Stored data entries:
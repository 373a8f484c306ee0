//! Processor traits.
//!
//! A source runs one or more preprocessors that turn a URL into entries,
//! then zero or more postprocessors over what was persisted. Postprocessors
//! come in two shapes: database-level ones that read the stored item rows
//! and write articles themselves, and in-memory ones that transform the
//! fetched entries and hand them back for persistence.

use std::sync::Arc;

use async_trait::async_trait;
use ednews_core::Entry;
use ednews_db::ItemRow;
use sqlx::SqlitePool;

use crate::error::FeedError;

/// Everything a preprocessor needs to fetch one source.
#[derive(Debug, Clone)]
pub struct FetchContext {
    pub client: reqwest::Client,
    pub source_key: String,
    pub url: String,
    pub publication_id: Option<String>,
    pub issn: Option<String>,
}

/// Source metadata passed to postprocessors.
#[derive(Debug, Clone, Default)]
pub struct PostContext {
    pub source_key: String,
    pub publication_id: Option<String>,
    pub issn: Option<String>,
    pub title_filters: Vec<String>,
}

#[async_trait]
pub trait Preprocessor: Send + Sync {
    fn name(&self) -> &str;

    /// HTML listing processors can fall back to a source's `link` when it
    /// has no `feed` URL; feed parsers cannot.
    fn accepts_page_url(&self) -> bool {
        false
    }

    /// Fetch and parse the source into entries.
    async fn fetch(&self, ctx: &FetchContext) -> Result<Vec<Entry>, FeedError>;
}

#[async_trait]
pub trait DbPostprocessor: Send + Sync {
    fn name(&self) -> &str;

    /// Enrich stored item rows for one source and return how many were
    /// enriched.
    async fn run(
        &self,
        pool: &SqlitePool,
        rows: &[ItemRow],
        ctx: &PostContext,
    ) -> Result<usize, FeedError>;
}

#[async_trait]
pub trait EntryPostprocessor: Send + Sync {
    fn name(&self) -> &str;

    /// Transform fetched entries. `None` keeps the originals.
    async fn run(
        &self,
        entries: &[Entry],
        ctx: &PostContext,
    ) -> Result<Option<Vec<Entry>>, FeedError>;
}

/// A resolved postprocessor of either shape.
#[derive(Clone)]
pub enum Postprocessor {
    Db(Arc<dyn DbPostprocessor>),
    InMemory(Arc<dyn EntryPostprocessor>),
}

impl Postprocessor {
    #[must_use]
    pub fn name(&self) -> &str {
        match self {
            Postprocessor::Db(p) => p.name(),
            Postprocessor::InMemory(p) => p.name(),
        }
    }
}

impl std::fmt::Debug for Postprocessor {
    fn fmt(&self, f: &mut std::fmt::Formatter<'_>) -> std::fmt::Result {
        match self {
            Postprocessor::Db(p) => write!(f, "Postprocessor::Db({})", p.name()),
            Postprocessor::InMemory(p) => write!(f, "Postprocessor::InMemory({})", p.name()),
        }
    }
}

/// GET `url` and return the body, treating any non-2xx status as an error.
///
/// # Errors
///
/// Returns [`FeedError::Http`] on network failure or timeout, or
/// [`FeedError::Status`] for a non-success status.
pub(crate) async fn fetch_text(client: &reqwest::Client, url: &str) -> Result<String, FeedError> {
    let response = client.get(url).send().await?;
    let status = response.status();
    if !status.is_success() {
        return Err(FeedError::Status {
            status: status.as_u16(),
            url: url.to_owned(),
        });
    }
    Ok(response.text().await?)
}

WORK ITEM: Print every record above exactly as it stands.

COMPLETED TASK:
repository 373a8f484c306ee0
//! Processor traits.
//!
//! A source runs one or more preprocessors that turn a URL into entries,
//! then zero or more postprocessors over what was persisted. Postprocessors
//! come in two shapes: database-level ones that read the stored item rows
//! and write articles themselves, and in-memory ones that transform the
//! fetched entries and hand them back for persistence.

use std::sync::Arc;

use async_trait::async_trait;
use ednews_core::Entry;
use ednews_db::ItemRow;
use sqlx::SqlitePool;

use crate::error::FeedError;

/// Everything a preprocessor needs to fetch one source.
#[derive(Debug, Clone)]
pub struct FetchContext {
    pub client: reqwest::Client,
    pub source_key: String,
    pub url: String,
    pub publication_id: Option<String>,
    pub issn: Option<String>,
}

/// Source metadata passed to postprocessors.
#[derive(Debug, Clone, Default)]
pub struct PostContext {
    pub source_key: String,
    pub publication_id: Option<String>,
    pub issn: Option<String>,
    pub title_filters: Vec<String>,
}

#[async_trait]
pub trait Preprocessor: Send + Sync {
    fn name(&self) -> &str;

    /// HTML listing processors can fall back to a source's `link` when it
    /// has no `feed` URL; feed parsers cannot.
    fn accepts_page_url(&self) -> bool {
        false
    }

    /// Fetch and parse the source into entries.
    async fn fetch(&self, ctx: &FetchContext) -> Result<Vec<Entry>, FeedError>;
}

#[async_trait]
pub trait DbPostprocessor: Send + Sync {
    fn name(&self) -> &str;

    /// Enrich stored item rows for one source and return how many were
    /// enriched.
    async fn run(
        &self,
        pool: &SqlitePool,
        rows: &[ItemRow],
        ctx: &PostContext,
    ) -> Result<usize, FeedError>;
}

#[async_trait]
pub trait EntryPostprocessor: Send + Sync {
    fn name(&self) -> &str;

    /// Transform fetched entries. `None` keeps the originals.
    async fn run(
        &self,
        entries: &[Entry],
        ctx: &PostContext,
    ) -> Result<Option<Vec<Entry>>, FeedError>;
}

/// A resolved postprocessor of either shape.
#[derive(Clone)]
pub enum Postprocessor {
    Db(Arc<dyn DbPostprocessor>),
    InMemory(Arc<dyn EntryPostprocessor>),
}

impl Postprocessor {
    #[must_use]
    pub fn name(&self) -> &str {
        match self {
            Postprocessor::Db(p) => p.name(),
            Postprocessor::InMemory(p) => p.name(),
        }
    }
}

impl std::fmt::Debug for Postprocessor {
    fn fmt(&self, f: &mut std::fmt::Formatter<'_>) -> std::fmt::Result {
        match self {
            Postprocessor::Db(p) => write!(f, "Postprocessor::Db({})", p.name()),
            Postprocessor::InMemory(p) => write!(f, "Postprocessor::InMemory({})", p.name()),
        }
    }
}

/// GET `url` and return the body, treating any non-2xx status as an error.
///
/// # Errors
///
/// Returns [`FeedError::Http`] on network failure or timeout, or
/// [`FeedError::Status`] for a non-success status.
pub(crate) async fn fetch_text(client: &reqwest::Client, url: &str) -> Result<String, FeedError> {
    let response = client.get(url).send().await?;
    let status = response.status();
    if !status.is_success() {
        return Err(FeedError::Status {
            status: status.as_u16(),
            url: url.to_owned(),
        });
    }
    Ok(response.text().await?)
}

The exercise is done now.